▶ [WHAT IS REQUIRED]:
The records that follow must all be duplicated exactly.

Dataset excerpts
::::
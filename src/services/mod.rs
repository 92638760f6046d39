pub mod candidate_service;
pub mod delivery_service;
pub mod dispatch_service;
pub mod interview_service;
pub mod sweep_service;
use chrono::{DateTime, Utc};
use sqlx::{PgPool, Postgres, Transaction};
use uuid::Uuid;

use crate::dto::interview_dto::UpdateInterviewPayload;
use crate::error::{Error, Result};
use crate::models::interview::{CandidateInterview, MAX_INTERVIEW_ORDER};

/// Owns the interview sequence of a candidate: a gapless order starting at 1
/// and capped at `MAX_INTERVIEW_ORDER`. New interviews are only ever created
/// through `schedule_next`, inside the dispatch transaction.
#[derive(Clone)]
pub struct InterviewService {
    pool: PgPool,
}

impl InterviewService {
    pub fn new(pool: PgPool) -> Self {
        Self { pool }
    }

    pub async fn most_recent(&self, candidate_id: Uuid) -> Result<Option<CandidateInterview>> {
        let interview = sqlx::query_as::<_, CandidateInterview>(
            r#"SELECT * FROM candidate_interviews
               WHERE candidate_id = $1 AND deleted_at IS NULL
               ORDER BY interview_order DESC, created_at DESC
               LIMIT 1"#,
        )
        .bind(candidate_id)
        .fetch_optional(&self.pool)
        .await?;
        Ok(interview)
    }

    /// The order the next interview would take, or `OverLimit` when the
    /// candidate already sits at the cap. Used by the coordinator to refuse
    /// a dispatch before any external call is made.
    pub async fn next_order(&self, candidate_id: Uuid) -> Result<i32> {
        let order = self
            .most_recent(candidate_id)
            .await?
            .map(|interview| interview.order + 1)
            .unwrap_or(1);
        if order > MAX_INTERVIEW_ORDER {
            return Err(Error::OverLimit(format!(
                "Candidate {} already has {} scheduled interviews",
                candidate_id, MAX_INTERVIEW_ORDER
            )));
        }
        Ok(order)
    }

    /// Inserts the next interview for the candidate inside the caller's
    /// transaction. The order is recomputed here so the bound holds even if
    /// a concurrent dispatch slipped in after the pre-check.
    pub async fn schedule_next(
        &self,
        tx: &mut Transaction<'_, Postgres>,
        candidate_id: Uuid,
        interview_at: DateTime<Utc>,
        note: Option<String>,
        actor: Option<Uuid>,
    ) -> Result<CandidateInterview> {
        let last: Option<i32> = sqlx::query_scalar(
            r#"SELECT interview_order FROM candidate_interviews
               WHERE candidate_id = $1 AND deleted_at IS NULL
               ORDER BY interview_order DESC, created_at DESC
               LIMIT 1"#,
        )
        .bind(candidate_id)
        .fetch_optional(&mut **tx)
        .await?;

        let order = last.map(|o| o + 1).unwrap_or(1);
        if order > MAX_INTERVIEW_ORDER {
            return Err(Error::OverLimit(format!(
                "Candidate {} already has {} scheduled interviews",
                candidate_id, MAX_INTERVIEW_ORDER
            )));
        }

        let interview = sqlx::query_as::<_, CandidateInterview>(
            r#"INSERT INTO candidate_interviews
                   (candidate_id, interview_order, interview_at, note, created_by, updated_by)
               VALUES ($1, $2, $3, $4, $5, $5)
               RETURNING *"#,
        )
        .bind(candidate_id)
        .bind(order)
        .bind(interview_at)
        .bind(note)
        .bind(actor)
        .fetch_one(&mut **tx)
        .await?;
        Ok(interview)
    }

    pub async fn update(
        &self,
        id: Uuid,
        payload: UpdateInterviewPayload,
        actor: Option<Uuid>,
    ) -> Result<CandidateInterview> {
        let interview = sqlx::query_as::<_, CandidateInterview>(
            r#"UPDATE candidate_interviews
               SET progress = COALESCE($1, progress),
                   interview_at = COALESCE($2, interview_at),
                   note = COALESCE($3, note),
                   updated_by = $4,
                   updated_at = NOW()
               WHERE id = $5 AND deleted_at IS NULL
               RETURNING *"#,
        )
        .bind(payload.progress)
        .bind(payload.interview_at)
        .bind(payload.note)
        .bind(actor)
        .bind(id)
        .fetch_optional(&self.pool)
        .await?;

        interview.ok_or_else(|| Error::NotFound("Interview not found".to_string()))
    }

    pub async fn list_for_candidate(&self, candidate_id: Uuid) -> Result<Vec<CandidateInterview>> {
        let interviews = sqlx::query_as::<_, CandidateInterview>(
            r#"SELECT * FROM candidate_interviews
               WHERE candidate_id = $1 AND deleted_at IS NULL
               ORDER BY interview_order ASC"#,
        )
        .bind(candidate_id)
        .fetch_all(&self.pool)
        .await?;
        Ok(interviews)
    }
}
::::
▶ [RESULT FOR THIS TASK]:
filename src/services/mod.rs
repository 92638760f6046d39
pub mod candidate_service;
pub mod delivery_service;
pub mod dispatch_service;
pub mod interview_service;
pub mod sweep_service;
use chrono::{DateTime, Utc};
use sqlx::{PgPool, Postgres, Transaction};
use uuid::Uuid;

use crate::dto::interview_dto::UpdateInterviewPayload;
use crate::error::{Error, Result};
use crate::models::interview::{CandidateInterview, MAX_INTERVIEW_ORDER};

/// Owns the interview sequence of a candidate: a gapless order starting at 1
/// and capped at `MAX_INTERVIEW_ORDER`. New interviews are only ever created
/// through `schedule_next`, inside the dispatch transaction.
#[derive(Clone)]
pub struct InterviewService {
    pool: PgPool,
}

impl InterviewService {
    pub fn new(pool: PgPool) -> Self {
        Self { pool }
    }

    pub async fn most_recent(&self, candidate_id: Uuid) -> Result<Option<CandidateInterview>> {
        let interview = sqlx::query_as::<_, CandidateInterview>(
            r#"SELECT * FROM candidate_interviews
               WHERE candidate_id = $1 AND deleted_at IS NULL
               ORDER BY interview_order DESC, created_at DESC
               LIMIT 1"#,
        )
        .bind(candidate_id)
        .fetch_optional(&self.pool)
        .await?;
        Ok(interview)
    }

    /// The order the next interview would take, or `OverLimit` when the
    /// candidate already sits at the cap. Used by the coordinator to refuse
    /// a dispatch before any external call is made.
    pub async fn next_order(&self, candidate_id: Uuid) -> Result<i32> {
        let order = self
            .most_recent(candidate_id)
            .await?
            .map(|interview| interview.order + 1)
            .unwrap_or(1);
        if order > MAX_INTERVIEW_ORDER {
            return Err(Error::OverLimit(format!(
                "Candidate {} already has {} scheduled interviews",
                candidate_id, MAX_INTERVIEW_ORDER
            )));
        }
        Ok(order)
    }

    /// Inserts the next interview for the candidate inside the caller's
    /// transaction. The order is recomputed here so the bound holds even if
    /// a concurrent dispatch slipped in after the pre-check.
    pub async fn schedule_next(
        &self,
        tx: &mut Transaction<'_, Postgres>,
        candidate_id: Uuid,
        interview_at: DateTime<Utc>,
        note: Option<String>,
        actor: Option<Uuid>,
    ) -> Result<CandidateInterview> {
        let last: Option<i32> = sqlx::query_scalar(
            r#"SELECT interview_order FROM candidate_interviews
               WHERE candidate_id = $1 AND deleted_at IS NULL
               ORDER BY interview_order DESC, created_at DESC
               LIMIT 1"#,
        )
        .bind(candidate_id)
        .fetch_optional(&mut **tx)
        .await?;

        let order = last.map(|o| o + 1).unwrap_or(1);
        if order > MAX_INTERVIEW_ORDER {
            return Err(Error::OverLimit(format!(
                "Candidate {} already has {} scheduled interviews",
                candidate_id, MAX_INTERVIEW_ORDER
            )));
        }

        let interview = sqlx::query_as::<_, CandidateInterview>(
            r#"INSERT INTO candidate_interviews
                   (candidate_id, interview_order, interview_at, note, created_by, updated_by)
               VALUES ($1, $2, $3, $4, $5, $5)
               RETURNING *"#,
        )
        .bind(candidate_id)
        .bind(order)
        .bind(interview_at)
        .bind(note)
        .bind(actor)
        .fetch_one(&mut **tx)
        .await?;
        Ok(interview)
    }

    pub async fn update(
        &self,
        id: Uuid,
        payload: UpdateInterviewPayload,
        actor: Option<Uuid>,
    ) -> Result<CandidateInterview> {
        let interview = sqlx::query_as::<_, CandidateInterview>(
            r#"UPDATE candidate_interviews
               SET progress = COALESCE($1, progress),
                   interview_at = COALESCE($2, interview_at),
                   note = COALESCE($3, note),
                   updated_by = $4,
                   updated_at = NOW()
               WHERE id = $5 AND deleted_at IS NULL
               RETURNING *"#,
        )
        .bind(payload.progress)
        .bind(payload.interview_at)
        .bind(payload.note)
        .bind(actor)
        .bind(id)
        .fetch_optional(&self.pool)
        .await?;

        interview.ok_or_else(|| Error::NotFound("Interview not found".to_string()))
    }

    pub async fn list_for_candidate(&self, candidate_id: Uuid) -> Result<Vec<CandidateInterview>> {
        let interviews = sqlx::query_as::<_, CandidateInterview>(
            r#"SELECT * FROM candidate_interviews
               WHERE candidate_id = $1 AND deleted_at IS NULL
               ORDER BY interview_order ASC"#,
        )
        .bind(candidate_id)
        .fetch_all(&self.pool)
        .await?;
        Ok(interviews)
    }
}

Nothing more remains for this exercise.